Maka melalui beberapa sketsa, sayapun memantapkan diri untuk menghilangkan detail-detail etnik itu, lalu menggantinya dengan elemen-elemen simpel dan sederhana. Karena ternyata yang sebenarnya sama-sama kami cari adalah karakter dan sifat kedekatannya dengan alam;…..mungkin memang Bali…..tetapi bukan detail etniknya.

 
Tanpa detail etnik….. karena  ternyata yang dicari adalah karakter dan sifat kedekatan dengan alam.


Batu andesit dengan karakternya yang membumi bersama dengan genteng tanah liat eks Kebumen, memperdalam arti kedekatan dengan alam itu.  Apalagi pemilik rumah sempat mengatakan, “Alangkah indahnya kalau gentengnya bisa lumutan….. ”. Woow..... Di luar dugaan saya; karena semula spec genteng tanah liat bukan saya usulkan untuk tujuan apresiasi seberat itu. Sebuah sudut pandang yang  sebelumnya  tidak pernah saya perkirakan akan datang dari klien saya.
Memang menyenangkan sekali kalau arsitek dan klien akhirnya bisa berada dalam frekuensi yang sama, tentu setelah melewati proses pemahaman yang panjang.
Dengan keputusan-keputusan itu, disepakatilah kemudian konsep yang lebih mudah dicarikan benang-merahnya, yaitu ‘resort’…..menjauh dari kesan  magis, namun  juga tidak  perlu terjebak ke dalam penampilan hitech
Maka kamipun tetap berani memberi sentuhan tanaman kamboja di halaman depan sebagai penyeimbang.....di samping memasukkan  unsur batu andesit, besi dan lain-lain, sampai ke dalam penampilan interiornya.

Selasa, 01 November 2011

IMPRESI VISUAL-living in the air

Sepasang suami-istri yang tinggal di Cilacap menelepon saya saat saya masih dalam perjalanan pulang ke rumah. Mereka baru beberapa hari yang lalu berjalan-jalan dan mendapati sebuah rumah yang agak aneh menurutnya. Mereka singgah, berkenalan, dan bahkan dipersilahkan melihat-lihat ke dalam. Tuan rumah dari rumah aneh yang memang saya kenal ramah dan baik itu lalu memberikan nomor telepon saya.

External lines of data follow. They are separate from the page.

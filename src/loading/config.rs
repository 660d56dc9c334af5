use hashbrown::HashMap;

use crate::{Error, model::TravelMode};

/// Tunable parameters of the accessibility pipeline.
///
/// All distances are in canonical-plane metres; the engine performs no
/// unit inference. Defaults reflect a 15-minute walk at 5 km/h; corridor
/// and snap widths are policy values to be validated against the density
/// of the actual network.
#[derive(Debug, Clone)]
pub struct AnalysisConfig {
    /// Distance below which two candidate nodes merge into one
    pub snap_tolerance: f64,
    /// Edges shorter than this are dropped as duplicate-geometry artifacts
    pub degenerate_length: f64,
    /// Maximum accumulated traversal cost of the reachability expansion
    pub budget: f64,
    /// Half-width of the corridor buffered around each reachable edge
    pub corridor_radius: f64,
    /// Maximum distance an origin may lie from its snapped network node
    pub max_snap_distance: f64,
    /// Cost profile used for the expansion
    pub mode: TravelMode,
    /// Per-category weights of the combined index; unweighted mean if absent
    pub category_weights: Option<HashMap<String, f64>>,
}

impl Default for AnalysisConfig {
    fn default() -> Self {
        Self {
            snap_tolerance: 1.0,
            degenerate_length: 0.01,
            budget: 1200.0,
            corridor_radius: 30.0,
            max_snap_distance: 100.0,
            mode: TravelMode::Walk,
            category_weights: None,
        }
    }
}

impl AnalysisConfig {
    pub fn validate(&self) -> Result<(), Error> {
        for (name, value) in [
            ("snap_tolerance", self.snap_tolerance),
            ("budget", self.budget),
            ("corridor_radius", self.corridor_radius),
            ("max_snap_distance", self.max_snap_distance),
        ] {
            if !value.is_finite() || value <= 0.0 {
                return Err(Error::InvalidData(format!(
                    "{name} must be finite and positive, got {value}"
                )));
            }
        }
        if !self.degenerate_length.is_finite() || self.degenerate_length < 0.0 {
            return Err(Error::InvalidData(format!(
                "degenerate_length must be finite and non-negative, got {}",
                self.degenerate_length
            )));
        }
        if let Some(weights) = &self.category_weights {
            for (category, weight) in weights {
                if !weight.is_finite() || *weight < 0.0 {
                    return Err(Error::InvalidData(format!(
                        "weight for category `{category}` must be finite and non-negative, got {weight}"
                    )));
                }
            }
        }
        Ok(())
    }
}
// Re-export key components
pub use crate::algo::isochrone::{Isochrone, bulk_isochrones, compute_isochrone};
pub use crate::algo::score::{
    AccessibilityScore, AreaIndex, CoverageBasis, ScoreSet, Zone, score_accessibility,
};
pub use crate::analysis::{AccessibilityReport, run_accessibility};
pub use crate::loading::{
    AnalysisConfig, Crs, GeometrySet, LineGeometry, PopulationTable, Projector, RawGeometries,
    RawLine, RawPoint, RawPolygon, build_network, load_geometries, load_origins, load_population,
};
pub use crate::model::{Network, NetworkEdge, NetworkNode, Origin, TravelMode};
pub use crate::output::{
    NetworkSummary, indices_to_csv, isochrones_from_geojson_str, isochrones_to_geojson,
    isochrones_to_geojson_string, network_summary, scores_to_csv, scores_to_json,
};

// Core identifier types
pub use crate::Error;
pub use crate::{NodeId, SegmentId};
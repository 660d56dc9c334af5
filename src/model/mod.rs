//! Data model for the walk/bike accessibility network

pub mod components;
pub mod network;

pub use components::{NetworkEdge, NetworkNode, Origin, TravelMode};
pub use network::{IndexedPoint, Network};
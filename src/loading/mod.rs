//! Loading of raw geometric and tabular inputs and construction of the
//! routable network.

mod builder;
mod config;
mod geometry;
mod projection;
mod tables;

pub use builder::build_network;
pub use config::AnalysisConfig;
pub use geometry::{GeometrySet, LineGeometry, RawGeometries, RawLine, RawPoint, RawPolygon, load_geometries};
pub use projection::{Crs, Projector};
pub use tables::{PopulationTable, load_origins, load_population};
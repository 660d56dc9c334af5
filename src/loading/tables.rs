//! Tabular inputs: the amenity/origin registry and the population table.

use std::io::Read;

use hashbrown::HashMap;
use log::debug;
use serde::Deserialize;

use super::projection::Projector;
use crate::{Error, model::Origin};

/// Recorded population per area id.
pub type PopulationTable = HashMap<String, f64>;

#[derive(Debug, Deserialize)]
struct RawOrigin {
    id: String,
    category: String,
    x: f64,
    y: f64,
    weight: Option<f64>,
}

/// Reads the origin registry (`id,category,x,y[,weight]`) and projects
/// coordinates onto the canonical plane of this run.
pub fn load_origins<R: Read>(reader: R, projector: &Projector) -> Result<Vec<Origin>, Error> {
    let mut origins = Vec::new();
    for record in csv::Reader::from_reader(reader).deserialize() {
        let raw: RawOrigin = record?;
        if !raw.x.is_finite() || !raw.y.is_finite() {
            return Err(Error::GeometryError(format!(
                "origin `{}` has non-finite coordinates ({}, {})",
                raw.id, raw.x, raw.y
            )));
        }
        if let Some(weight) = raw.weight
            && (!weight.is_finite() || weight < 0.0)
        {
            return Err(Error::InvalidData(format!(
                "origin `{}` has invalid weight {weight}",
                raw.id
            )));
        }
        origins.push(Origin {
            geometry: projector.project(raw.x, raw.y)?.into(),
            id: raw.id,
            category: raw.category,
            weight: raw.weight,
        });
    }
    debug!("Loaded {} origin(s)", origins.len());
    Ok(origins)
}

#[derive(Debug, Deserialize)]
struct RawPopulation {
    area_id: String,
    population: f64,
}

/// Reads the population table (`area_id,population`).
pub fn load_population<R: Read>(reader: R) -> Result<PopulationTable, Error> {
    let mut table = PopulationTable::new();
    for record in csv::Reader::from_reader(reader).deserialize() {
        let raw: RawPopulation = record?;
        if !raw.population.is_finite() || raw.population < 0.0 {
            return Err(Error::InvalidData(format!(
                "area `{}` has invalid population {}",
                raw.area_id, raw.population
            )));
        }
        table.insert(raw.area_id, raw.population);
    }
    debug!("Loaded population for {} area(s)", table.len());
    Ok(table)
}

#[cfg(test)]
mod tests {
    use super::*;
    use crate::loading::projection::Crs;
    use geo::Coord;

    fn metric_projector() -> Projector {
        Projector::new(Crs::ProjectedMetric(32635), Coord { x: 0.0, y: 0.0 })
    }

    #[test]
    fn loads_origins_with_optional_weight() {
        let csv = "id,category,x,y,weight\n\
                   p1,green_space,10.0,20.0,150\n\
                   p2,transit_stop,30.0,40.0,\n";
        let origins = load_origins(csv.as_bytes(), &metric_projector()).unwrap();
        assert_eq!(origins.len(), 2);
        assert_eq!(origins[0].category, "green_space");
        assert_eq!(origins[0].weight, Some(150.0));
        assert_eq!(origins[1].weight, None);
        assert_eq!(origins[1].geometry.x(), 30.0);
    }

    #[test]
    fn rejects_malformed_origin_row() {
        let csv = "id,category,x,y,weight\np1,park,not-a-number,2.0,\n";
        assert!(matches!(
            load_origins(csv.as_bytes(), &metric_projector()),
            Err(Error::CsvError(_))
        ));
    }

    #[test]
    fn rejects_negative_origin_weight() {
        let csv = "id,category,x,y,weight\np1,park,1.0,2.0,-5\n";
        assert!(matches!(
            load_origins(csv.as_bytes(), &metric_projector()),
            Err(Error::InvalidData(_))
        ));
    }

    #[test]
    fn loads_population_table() {
        let csv = "area_id,population\nA,1200\nB,0\n";
        let table = load_population(csv.as_bytes()).unwrap();
        assert_eq!(table.get("A"), Some(&1200.0));
        assert_eq!(table.get("B"), Some(&0.0));
    }

    #[test]
    fn rejects_negative_population() {
        let csv = "area_id,population\nA,-3\n";
        assert!(matches!(
            load_population(csv.as_bytes()),
            Err(Error::InvalidData(_))
        ));
    }
}
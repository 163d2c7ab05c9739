use std::fmt::Write;

use sendseries::{Outcome, SeriesSummary, SeriesView};

fn yes_no(value: bool) -> &'static str {
    if value {
        "yes"
    } else {
        "no"
    }
}

fn recipients(out: &mut String, label: &str, emails: &[String]) {
    if emails.is_empty() {
        let _ = writeln!(out, "{}: -", label);
        return;
    }
    let _ = writeln!(out, "{}:", label);
    for (index, email) in emails.iter().enumerate() {
        let _ = writeln!(out, "  [{}] {}", index, email);
    }
}

pub fn view(view: &SeriesView) -> String {
    let mut out = String::new();
    let series = &view.series;
    let head = if view.head.is_empty() {
        "(no branch)"
    } else {
        &view.head
    };

    let _ = writeln!(out, "Branch:  {}", head);
    let _ = writeln!(out, "Subject: [{}] {}", series.subject_prefix(), series.title);
    recipients(&mut out, "To", &series.tos);
    recipients(&mut out, "Cc", &series.ccs);

    let _ = writeln!(out, "Patches ({}):", series.nb_patches);
    for (i, commit) in view.log.iter().enumerate() {
        let short = commit.hash.get(..12).unwrap_or(&commit.hash);
        let _ = writeln!(out, "  {:>2} {} {}", i + 1, short, commit.title());
    }

    let cover_lines = view.cover_letter.lines().count();
    if cover_lines == 0 {
        let _ = writeln!(out, "Cover letter: none");
    } else {
        let _ = writeln!(out, "Cover letter: {} lines", cover_lines);
    }

    if !series.previously_sent.is_empty() {
        let _ = writeln!(out, "Sent:");
        for (index, batch) in series.previously_sent.iter().enumerate() {
            let _ = writeln!(
                out,
                "  [{}] {} from {} at {}",
                index, batch.prefix, batch.head, batch.timestamp
            );
            for email in &batch.emails {
                let _ = writeln!(out, "      <{}> {}", email.message_id, email.title);
            }
        }
    }

    let _ = writeln!(
        out,
        "Previous version: {}  checkpatch: {}  get_maintainer: {}  MAINTAINERS: {}",
        yes_no(view.has_previous_version),
        yes_no(view.has_checkpatch),
        yes_no(view.has_get_maintainer),
        yes_no(view.has_maintainers),
    );
    out
}

pub fn series_list(series: &[SeriesSummary]) -> String {
    let mut out = String::new();
    for entry in series {
        let marker = if entry.current { '*' } else { ' ' };
        let _ = writeln!(out, "{} {}  {}", marker, entry.branch, entry.description);
    }
    out
}

pub fn outcome(outcome: &Outcome) -> String {
    match outcome {
        Outcome::View(series) => view(series),
        Outcome::Patches(patches) => {
            let mut out = String::new();
            for patch in patches {
                let _ = writeln!(out, "{}", patch.display());
            }
            out
        }
        Outcome::Url(url) => format!("{}\n", url),
    }
}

Pasangan suami-istri dari Cilacap yang kebetulan merencanakan pindah ke Jakarta itu memang berkeinginan membongkar dan membangun rumah lamanya yang ada di Jakarta. Setelah beberapa kali melakukan pembicaraan via telepon, kami bertemu di rumah lain yang kebetulan juga baru saja selesai saya tangani. Di tempat itu kami berdiskusi mengenai keinginannya membangun rumah split level. Wooowww.....

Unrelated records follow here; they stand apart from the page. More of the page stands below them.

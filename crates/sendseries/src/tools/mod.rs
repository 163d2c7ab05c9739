//! Helper programs run on behalf of a series: git, checkpatch,
//! get_maintainer and the browser.

pub mod args;
pub mod patches;
pub mod send;

use std::ffi::OsStr;
use std::path::Path;
use std::process::Stdio;

use tokio::process::Command;
use tracing::Instrument;

use crate::error::ToolError;
use crate::git::parse::format_git_error;

pub use patches::{format_patch, PatchSet};
pub use send::{send_email_command, stream_output};

/// Fails with [`ToolError::Missing`] unless `path` exists.
pub fn require(name: &'static str, path: &Path) -> Result<(), ToolError> {
    if path.exists() {
        Ok(())
    } else {
        Err(ToolError::Missing {
            name,
            path: path.to_path_buf(),
        })
    }
}

fn program_name(program: &OsStr) -> String {
    program.to_string_lossy().into_owned()
}

/// Runs a program attached to the terminal and waits for it.
pub async fn run_interactive<I, S>(program: &OsStr, args: I, cwd: &Path) -> Result<(), ToolError>
where
    I: IntoIterator<Item = S>,
    S: AsRef<OsStr>,
{
    let name = program_name(program);
    let span = tracing::info_span!("tool", program = %name);

    async {
        let status = Command::new(program)
            .current_dir(cwd)
            .args(args)
            .status()
            .await
            .map_err(|source| ToolError::Spawn {
                program: name.clone(),
                source,
            })?;

        if status.success() {
            Ok(())
        } else {
            Err(ToolError::Failed {
                program: name.clone(),
                message: format!(
                    "Command failed with exit code {}",
                    status.code().unwrap_or(-1)
                ),
            })
        }
    }
    .instrument(span)
    .await
}

/// Runs a program and returns its standard output.
pub async fn run_captured<I, S>(program: &OsStr, args: I, cwd: &Path) -> Result<String, ToolError>
where
    I: IntoIterator<Item = S>,
    S: AsRef<OsStr>,
{
    let name = program_name(program);
    let span = tracing::info_span!("tool", program = %name);

    async {
        let output = Command::new(program)
            .current_dir(cwd)
            .args(args)
            .stdin(Stdio::null())
            .output()
            .await
            .map_err(|source| ToolError::Spawn {
                program: name.clone(),
                source,
            })?;

        if !output.status.success() {
            return Err(ToolError::Failed {
                program: name.clone(),
                message: format_git_error(&output),
            });
        }

        Ok(String::from_utf8_lossy(&output.stdout).into_owned())
    }
    .instrument(span)
    .await
}

/// Opens `url` with a browser command such as `firefox --new-tab`.
pub async fn open_url(browser_command: &str, url: &str, cwd: &Path) -> Result<(), ToolError> {
    let mut parts = browser_command.split_whitespace();
    let Some(program) = parts.next() else {
        return Err(ToolError::Failed {
            program: String::new(),
            message: "empty browser command".to_string(),
        });
    };
    let args: Vec<&str> = parts.chain(std::iter::once(url)).collect();
    run_interactive(OsStr::new(program), args, cwd).await
}
//! Test harness for isolated test execution.

#![allow(dead_code)]

use std::path::{Path, PathBuf};
use std::process::Command;

use tempfile::TempDir;

use sendseries::{
    Database, GitRepository, SeriesController, SeriesDefaults, SeriesStore, Settings,
    ViewBroadcaster, WorkspaceState,
};

/// A git repository in a temporary directory, on branch `main` with one
/// initial commit.
pub struct TestRepo {
    temp_dir: TempDir,
    pub repo: GitRepository,
}

impl TestRepo {
    pub fn new() -> Self {
        let temp_dir = TempDir::new().expect("Failed to create temp directory");
        let repo = GitRepository::new(temp_dir.path(), "git");
        let test_repo = Self { temp_dir, repo };

        test_repo.git(&["init", "-q", "--initial-branch=main"]);
        test_repo.commit("README", "initial commit");
        test_repo
    }

    pub fn path(&self) -> &Path {
        self.temp_dir.path()
    }

    /// Runs git in the repository and returns its trimmed stdout.
    pub fn git(&self, args: &[&str]) -> String {
        let output = Command::new("git")
            .current_dir(self.path())
            .args(args)
            .env("GIT_AUTHOR_NAME", "Ada Lovelace")
            .env("GIT_AUTHOR_EMAIL", "ada@example.org")
            .env("GIT_COMMITTER_NAME", "Ada Lovelace")
            .env("GIT_COMMITTER_EMAIL", "ada@example.org")
            .output()
            .expect("Failed to run git");
        assert!(
            output.status.success(),
            "git {:?} failed: {}",
            args,
            String::from_utf8_lossy(&output.stderr)
        );
        String::from_utf8_lossy(&output.stdout).trim().to_string()
    }

    /// Writes `file` and commits it with `message`.
    pub fn commit(&self, file: &str, message: &str) {
        self.write_file(file, message);
        self.git(&["add", file]);
        self.git(&["commit", "-q", "-m", message]);
    }

    pub fn write_file(&self, relative: &str, content: &str) -> PathBuf {
        let path = self.path().join(relative);
        if let Some(parent) = path.parent() {
            std::fs::create_dir_all(parent).expect("Failed to create directory");
        }
        std::fs::write(&path, content).expect("Failed to write file");
        path
    }

    /// Writes an executable shell script.
    #[cfg(unix)]
    pub fn write_script(&self, relative: &str, body: &str) -> PathBuf {
        use std::os::unix::fs::PermissionsExt;

        let path = self.write_file(relative, &format!("#!/bin/sh\n{}\n", body));
        let mut permissions = std::fs::metadata(&path).unwrap().permissions();
        permissions.set_mode(0o755);
        std::fs::set_permissions(&path, permissions).unwrap();
        path
    }

    pub fn current_branch(&self) -> String {
        self.git(&["rev-parse", "--abbrev-ref", "HEAD"])
    }
}

/// A controller over a fresh in-memory database, not yet attached.
pub fn controller(settings: Settings) -> SeriesController<WorkspaceState> {
    controller_with_db(Database::open_in_memory().unwrap(), settings)
}

/// A controller over `db`, scoped to a fixed workspace name.
pub fn controller_with_db(db: Database, settings: Settings) -> SeriesController<WorkspaceState> {
    let store = SeriesStore::new(
        WorkspaceState::new(db, "/workspace"),
        SeriesDefaults::from(&settings),
    );
    SeriesController::new(store, settings, ViewBroadcaster::default())
}

/// A controller attached to `repo`.
pub fn attached(repo: &TestRepo, settings: Settings) -> SeriesController<WorkspaceState> {
    let mut controller = controller(settings);
    controller.attach(repo.repo.clone()).unwrap();
    controller
}

/// Shell lines printing one `git send-email` delivery report.
pub fn send_report(subject: &str, message_id: &str) -> String {
    format!(
        "printf 'OK. Log says:\\nServer: smtp.example.org\\nMAIL FROM:<ada@example.org>\\nFrom: Ada <ada@example.org>\\nSubject: {}\\nDate: Mon, 1 Jan 2024 10:00:00 +0000\\nMessage-ID: <{}>\\nX-Mailer: git-send-email 2.43.0\\n\\nResult: 250\\n\\n'",
        subject, message_id
    )
}

/// A git wrapper answering `send-email` with `report` and forwarding
/// everything else to git.
#[cfg(unix)]
pub fn fake_git(repo: &TestRepo, report: &str) -> PathBuf {
    repo.write_script(
        "tools/fake-git",
        &format!(
            "if [ \"$1\" = send-email ]; then\n{}\nexit 0\nfi\nexec git \"$@\"",
            report
        ),
    )
}
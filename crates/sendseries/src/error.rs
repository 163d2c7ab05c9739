use std::path::PathBuf;
use thiserror::Error;

use crate::series::RecipientKind;

#[derive(Error, Debug)]
pub enum SeriesError {
    #[error("Configuration error: {0}")]
    Config(#[from] ConfigError),

    #[error("Database error: {0}")]
    Database(#[from] crate::db::DatabaseError),

    #[error("Git error: {0}")]
    Git(#[from] crate::git::GitError),

    #[error("Tool error: {0}")]
    Tool(#[from] ToolError),

    #[error("Failed to decode stored series for '{head}': {source}")]
    Decode {
        head: String,
        #[source]
        source: serde_json::Error,
    },

    #[error("Failed to encode series for '{head}': {source}")]
    Encode {
        head: String,
        #[source]
        source: serde_json::Error,
    },

    #[error("The branch {0} already exists!")]
    BranchExists(String),

    #[error("No series remembered for {0}")]
    NoPreviousVersion(String),

    #[error("No branch is checked out")]
    NoHead,

    #[error("No repository attached")]
    NotAttached,

    #[error("Version must be at least 1, got {0}")]
    InvalidVersion(u32),

    #[error("No {kind} recipient at index {index}")]
    RecipientIndex { kind: RecipientKind, index: usize },

    #[error("No sent series at index {0}")]
    SentIndex(usize),

    #[error("Commit {commit} is outside the {available} formatted patches")]
    PatchIndex { commit: usize, available: usize },
}

#[derive(Error, Debug)]
pub enum ConfigError {
    #[error("Failed to read config file '{path}': {source}")]
    ReadFile {
        path: PathBuf,
        #[source]
        source: std::io::Error,
    },

    #[error("Failed to parse config YAML: {0}")]
    ParseYaml(#[from] serde_yaml::Error),

    #[error("Config validation failed: {message}")]
    Validation { message: String },
}

#[derive(Error, Debug)]
pub enum ToolError {
    #[error("{name} not found at '{path}'")]
    Missing { name: &'static str, path: PathBuf },

    #[error("Failed to spawn '{program}': {source}")]
    Spawn {
        program: String,
        #[source]
        source: std::io::Error,
    },

    #[error("'{program}' failed: {message}")]
    Failed { program: String, message: String },

    #[error("Failed to create patch directory: {0}")]
    TempDir(#[source] std::io::Error),

    #[error("Failed to read '{path}': {source}")]
    ReadFile {
        path: PathBuf,
        #[source]
        source: std::io::Error,
    },

    #[error("Failed to write '{path}': {source}")]
    WriteFile {
        path: PathBuf,
        #[source]
        source: std::io::Error,
    },

    #[error("I/O error while streaming '{program}' output: {source}")]
    Stream {
        program: String,
        #[source]
        source: std::io::Error,
    },
}

pub type Result<T> = std::result::Result<T, SeriesError>;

Tidak berhenti sampai di situ, karena pasangan suami-istri itu bahkan mengungkapkan keinginannya untuk living in  the air.  Mereka menginginkan kegiatan sehari-harinya menempati ruang di lantai atas. Ruang keluarga, ruang makan, dan dapur serta dapur bersih tidak landed di tanah. Saya memperkirakan ruang-ruang yang terdapat di bawah ruang-ruang living itu adalah garasi, ruang asisten, ruang cuci-seterika, gudang dll.

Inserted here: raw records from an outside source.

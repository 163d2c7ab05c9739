//! Integration tests for loading settings files.

use std::path::{Path, PathBuf};

use sendseries::{load_settings, load_settings_or_default, ConfigError, SeriesDefaults, Settings};

fn fixture(name: &str) -> PathBuf {
    PathBuf::from(env!("CARGO_MANIFEST_DIR"))
        .join("tests/fixtures")
        .join(name)
}

#[test]
fn test_load_fixture() {
    let settings = load_settings(fixture("config.yaml")).expect("Should load fixture");

    assert_eq!(settings.default_subject_prefix, "PATCH net-next");
    assert_eq!(settings.default_tos, vec!["netdev@vger.kernel.org"]);
    assert_eq!(settings.get_maintainer_cc_args, vec!["--no-git"]);
    assert_eq!(settings.format_patch_args, vec!["--base=auto"]);
    assert_eq!(settings.browser_command.as_deref(), Some("firefox --new-tab"));

    // Keys absent from the file keep their defaults.
    assert_eq!(settings.git_path, "git");
    assert_eq!(settings.maintainers_path, "MAINTAINERS");
    assert_eq!(
        settings.get_maintainer_to_args,
        Settings::default().get_maintainer_to_args
    );

    let root = Path::new("/src/linux");
    assert_eq!(
        settings.checkpatch(root),
        PathBuf::from("/src/linux/tools/checkpatch.pl")
    );
    assert_eq!(
        settings.archive_url("1@example.org"),
        "https://lists.example.org/r/1@example.org"
    );
}

#[test]
fn test_defaults_seed_new_series() {
    let settings = load_settings(fixture("config.yaml")).unwrap();
    let series = SeriesDefaults::from(&settings).series();

    assert_eq!(series.prefix, "PATCH net-next");
    assert_eq!(series.version, 1);
    assert_eq!(series.nb_patches, 1);
    assert_eq!(series.tos, vec!["netdev@vger.kernel.org"]);
    assert_eq!(series.ccs, vec!["ada@example.org"]);
}

#[test]
fn test_missing_file() {
    let dir = tempfile::TempDir::new().unwrap();
    let path = dir.path().join("config.yaml");

    assert!(matches!(
        load_settings(&path),
        Err(ConfigError::ReadFile { .. })
    ));
    assert_eq!(load_settings_or_default(&path).unwrap(), Settings::default());
}

#[test]
fn test_invalid_file() {
    let dir = tempfile::TempDir::new().unwrap();
    let path = dir.path().join("config.yaml");

    std::fs::write(&path, "gitPath: ''\n").unwrap();
    assert!(matches!(
        load_settings(&path),
        Err(ConfigError::Validation { .. })
    ));

    std::fs::write(&path, "defaultTos: [unclosed\n").unwrap();
    assert!(matches!(
        load_settings(&path),
        Err(ConfigError::ParseYaml(_))
    ));
}
use std::path::PathBuf;

use clap::{Args, Parser, Subcommand};

use sendseries::{RecipientKind, SeriesField};

#[derive(Debug, Parser)]
#[command(bin_name = "sendseries")]
#[command(about = "Prepare, version and send patch series with git send-email")]
#[command(version)]
#[command(next_line_help = true)]
pub struct CliArgs {
    #[command(subcommand)]
    pub command: Option<CliCommand>,

    #[command(flatten)]
    pub global_options: GlobalOptions,
}

#[derive(Debug, Args)]
pub struct GlobalOptions {
    #[arg(global = true, long, help = "Settings file [default: <config dir>/sendseries/config.yaml]")]
    pub config: Option<PathBuf>,

    #[arg(global = true, long, default_value = ".", help = "Any path inside the repository")]
    pub repo: PathBuf,

    #[arg(global = true, long, short = 'j', help = "Print output as JSON")]
    pub json: bool,

    #[arg(global = true, long, short = 'v', action = clap::ArgAction::Count, help = "More log output (-vv for trace)")]
    pub verbose: u8,

    #[arg(global = true, long, short = 'q', help = "Only log warnings and errors")]
    pub quiet: bool,

    #[arg(global = true, long, help = "Log as JSON lines")]
    pub log_json: bool,
}

#[derive(Debug, Subcommand)]
pub enum CliCommand {
    #[clap(about = "Show the series of the current branch (default)")]
    Show,

    #[clap(about = "List every remembered series")]
    List,

    #[clap(about = "Set the subject prefix, e.g. `PATCH net-next`")]
    Prefix { prefix: String },

    #[clap(about = "Set the version number")]
    Version { version: u32 },

    #[clap(about = "Set the cover letter title")]
    Title { title: String },

    #[clap(about = "Add a recipient")]
    AddEmail { kind: RecipientKind, email: String },

    #[clap(about = "Replace a recipient; an empty email removes it")]
    EditEmail {
        kind: RecipientKind,
        index: usize,
        email: String,
    },

    #[clap(about = "Remove a recipient")]
    RemoveEmail { kind: RecipientKind, index: usize },

    #[clap(about = "Add the single MAINTAINERS entry matching a query")]
    AddPerson { kind: RecipientKind, query: String },

    #[clap(about = "List MAINTAINERS entries matching a query")]
    Maintainers {
        #[arg(default_value = "")]
        query: String,
    },

    #[clap(about = "Fill recipients using get_maintainer")]
    GetMaintainers { kind: RecipientKind },

    #[clap(about = "Include one more commit in the series")]
    AddPatch,

    #[clap(about = "Include one commit less in the series")]
    RemovePatch,

    #[clap(about = "Copy the series to a new `-vN` branch and check it out")]
    Bump,

    #[clap(about = "Send the series with git send-email")]
    Send,

    #[clap(about = "Run checkpatch on the series")]
    Checkpatch,

    #[clap(about = "Format the series and print the patch paths")]
    Inspect {
        #[arg(help = "Only the patch of this commit, 1 being HEAD")]
        commit: Option<usize>,
    },

    #[clap(about = "Compare with the previous version using git range-diff")]
    RangeDiff,

    #[clap(about = "Rework the series with git rebase -i")]
    Rebase,

    #[clap(about = "Forget one entry of the send history")]
    ForgetSent { index: usize },

    #[clap(about = "Print the archive link of a sent email and open it")]
    OpenEmail { message_id: String },

    #[clap(about = "Check out another branch")]
    Checkout { branch: String },

    #[clap(about = "Forget the series remembered for a branch")]
    Forget { branch: String },

    #[clap(about = "Copy fields of another remembered series")]
    CopyFrom {
        branch: String,
        #[arg(
            long,
            value_delimiter = ',',
            required = true,
            help = "prefix, version, title, cover-letter, nb-patches, ccs, tos, sent-emails"
        )]
        fields: Vec<SeriesField>,
    },

    #[clap(about = "Set the cover letter, from a file, stdin (`-`) or $EDITOR")]
    CoverLetter {
        #[arg(long, conflicts_with = "edit")]
        file: Option<PathBuf>,
        #[arg(long)]
        edit: bool,
    },

    #[clap(about = "Run a JSON command, e.g. '{\"command\":\"addPatch\"}'")]
    Exec { json: String },
}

Posisi ketinggian ruang-ruang living itu saya usulkan untuk berada di ketinggian 11/2 (jadi bukan di lantai 2) supaya tidak terlalu tinggi, apabila sewaktu-waktu ingin turun ke halaman. Di samping itu posisi demikian  pasti akan memicu dan memberikan snow ball effect untuk terjadinya ruang-ruang split level yang lain.







Di bagian depan adalah ruang tamu yang ditinggikan 120cm dari jalan karena alasan banjir.Di bagian belakang dengan            orientasi ke belakang dan ke dalam baru dirasakan nikmatnya living in the air.